EHRA Opposes Effort to Decertify EHRs Blocking Information Sharing

The Electronic Health Record Association does not support Congress’ call for the decertification of EHR products that block the sharing of health information, included in report language accompanying the fiscal year 2015 omnibus appropriations bill.


The Electronic Health Record Association does not support Congress’ call for the decertification of EHR products that block the sharing of health information, included in report language accompanying the fiscal year 2015 omnibus appropriations bill.

While the association supports efforts to reduce barriers to interoperability, such as the roadmap being developed by the Office of the National Coordinator for HIT to advance the use of interoperable health information, EHRA chair Mark Segal tells Health Data Management that the organization believes congressionally-mandated product decertification would have negative effects on the healthcare industry as a whole.

“We do not believe that the concept of decertifying products that met and continue to meet federal interoperability certification criteria, which align with meaningful use requirements, would be an effective solution to the challenges faced by providers tasked with exchanging data,” argues Segal, who is also vice president of government and industry affairs for GE Healthcare IT. “In fact, we believe it would introduce costly uncertainty into the industry and prevent clients using such products from attesting for meaningful use or employing them in other important delivery reform initiatives.”

The FY15 spending bill, which President Obama signed into law on Tuesday, calls on ONC to “take steps to decertify products that proactively block the sharing of information because those practices frustrate congressional intent, devalue taxpayer investments in [Certified EHR Technology], and make CEHRT less valuable and more burdensome for eligible hospitals and eligible providers to use.”

The 2009 HITECH Act authorized financial incentives to eligible hospitals, critical access hospitals, and eligible professionals that adopt and meaningfully use certified EHR technology to improve patient care.
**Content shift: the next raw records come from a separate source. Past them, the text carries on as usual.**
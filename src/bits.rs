//! Bit-level output buffering for DEFLATE.
//!
//! [`PendingBuffer`] packs Huffman codes LSB-first into a byte vector and
//! hands completed bytes out in caller-sized pieces, so the deflater can
//! produce output into arbitrarily small windows.

use crate::compress::config::PENDING_BUF_SIZE;

/// Pending output of the deflater: whole bytes plus a sub-byte accumulator.
///
/// Bytes between `start` and the end of `buffer` have been produced but not
/// yet handed to the caller. `bits` holds up to 15 bits that have not
/// reached a byte boundary.
#[derive(Debug)]
pub struct PendingBuffer {
    buffer: Vec<u8>,
    start: usize,
    bits: u32,
    bit_count: u32,
}

impl PendingBuffer {
    /// Create a pending buffer with the default capacity.
    pub fn new() -> Self {
        Self::with_capacity(PENDING_BUF_SIZE)
    }

    /// Create a pending buffer with the specified byte capacity.
    pub fn with_capacity(capacity: usize) -> Self {
        Self {
            buffer: Vec::with_capacity(capacity),
            start: 0,
            bits: 0,
            bit_count: 0,
        }
    }

    /// Discard all pending bytes and bits. Capacity is kept.
    pub fn reset(&mut self) {
        self.buffer.clear();
        self.start = 0;
        self.bits = 0;
        self.bit_count = 0;
    }

    /// Free the backing storage.
    pub(crate) fn release(&mut self) {
        self.reset();
        self.buffer = Vec::new();
    }

    /// Write one byte. The stream must already be byte aligned.
    #[inline]
    pub fn write_byte(&mut self, value: u8) {
        debug_assert_eq!(self.bit_count, 0, "write_byte on unaligned stream");
        self.buffer.push(value);
    }

    /// Write a 16-bit value, least significant byte first.
    #[inline]
    pub fn write_short(&mut self, value: u16) {
        self.buffer.extend_from_slice(&value.to_le_bytes());
    }

    /// Write a 16-bit value, most significant byte first.
    #[inline]
    pub fn write_short_msb(&mut self, value: u16) {
        self.buffer.extend_from_slice(&value.to_be_bytes());
    }

    /// Copy raw bytes. The stream must already be byte aligned.
    #[inline]
    pub fn write_block(&mut self, block: &[u8]) {
        debug_assert_eq!(self.bit_count, 0, "write_block on unaligned stream");
        self.buffer.extend_from_slice(block);
    }

    /// Number of bits waiting in the accumulator.
    #[inline]
    pub fn bit_count(&self) -> u32 {
        self.bit_count
    }

    /// Flush the partial byte (if any) and clear the accumulator.
    pub fn align_to_byte(&mut self) {
        if self.bit_count > 0 {
            self.buffer.push(self.bits as u8);
            if self.bit_count > 8 {
                self.buffer.push((self.bits >> 8) as u8);
            }
        }
        self.bits = 0;
        self.bit_count = 0;
    }

    /// Write the low `count` bits of `value`, LSB first.
    ///
    /// `value` must not have bits set above `count`.
    #[inline]
    pub fn write_bits(&mut self, value: u32, count: u32) {
        debug_assert!(count <= 16);
        debug_assert!(value >> count == 0);

        self.bits |= value << self.bit_count;
        self.bit_count += count;
        if self.bit_count >= 16 {
            self.buffer.push(self.bits as u8);
            self.buffer.push((self.bits >> 8) as u8);
            self.bits >>= 16;
            self.bit_count -= 16;
        }
    }

    /// True when no whole bytes are waiting to be flushed.
    #[inline]
    pub fn is_flushed(&self) -> bool {
        self.buffer.is_empty()
    }

    /// Move as many pending bytes as fit into `output`.
    ///
    /// A whole byte sitting in the accumulator is drained first. Returns the
    /// number of bytes written.
    pub fn flush(&mut self, output: &mut [u8]) -> usize {
        if self.bit_count >= 8 {
            self.buffer.push(self.bits as u8);
            self.bits >>= 8;
            self.bit_count -= 8;
        }

        let available = self.buffer.len() - self.start;
        let count = available.min(output.len());
        output[..count].copy_from_slice(&self.buffer[self.start..self.start + count]);

        if count == available {
            self.buffer.clear();
            self.start = 0;
        } else {
            self.start += count;
        }
        count
    }

    /// Take every pending whole byte. Used by tests and one-shot helpers.
    pub fn to_vec(&mut self) -> Vec<u8> {
        let mut out = vec![0u8; self.buffer.len() - self.start + 1];
        let written = self.flush(&mut out);
        out.truncate(written);
        out
    }
}

impl Default for PendingBuffer {
    fn default() -> Self {
        Self::new()
    }
}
And, the ONC HIT Certification Program is designed to promote the use of common standards for interoperability. However, significant challenges to interoperability remain, says Dan Haley vice president of government affairs at physician software vendor athenahealth, which resigned from EHRA in April.

“As a member-governed consensus organization, the EHRA is obligated to cater to the lowest technological common denominator of its membership, so it is unfortunate but no surprise to see the organization defending the unacceptably low performance bar set by current MU criteria,” states Haley. “That is precisely why athenahealth parted ways with the organization earlier this year. The federal government should not be subsidizing technologies that impede progress toward the bipartisan goal of information fluidity in healthcare, period. It is entirely appropriate for Congress to press ONC to use its leverage to improve the unacceptable health IT status quo, and we are pleased to finally see tangible action to that end.”

In March, Haley warned regulators at a Federal Trade Commission workshop that the proliferation of closed data networks are trapping providers and patients into proprietary networks that are barriers to interoperability and competition. Specifically, he charged that some health systems block patient information sharing in ways that have antitrust implications.

“When the government comes with a check and subsidizes the purchase of a system that deliberately does not interoperate, does not communicate with other vendors, then the government is effectively perpetuating and supporting that phenomenon,” says Haley. “If the overriding policy goal is health information exchange and information fluidity nationally, then the government shouldn't be subsidizing those systems. And, if the goal is sharing information across networks and between networks, then the government shouldn't be turning a blind eye for years to deliberate data lock and market consolidation that comes from it.”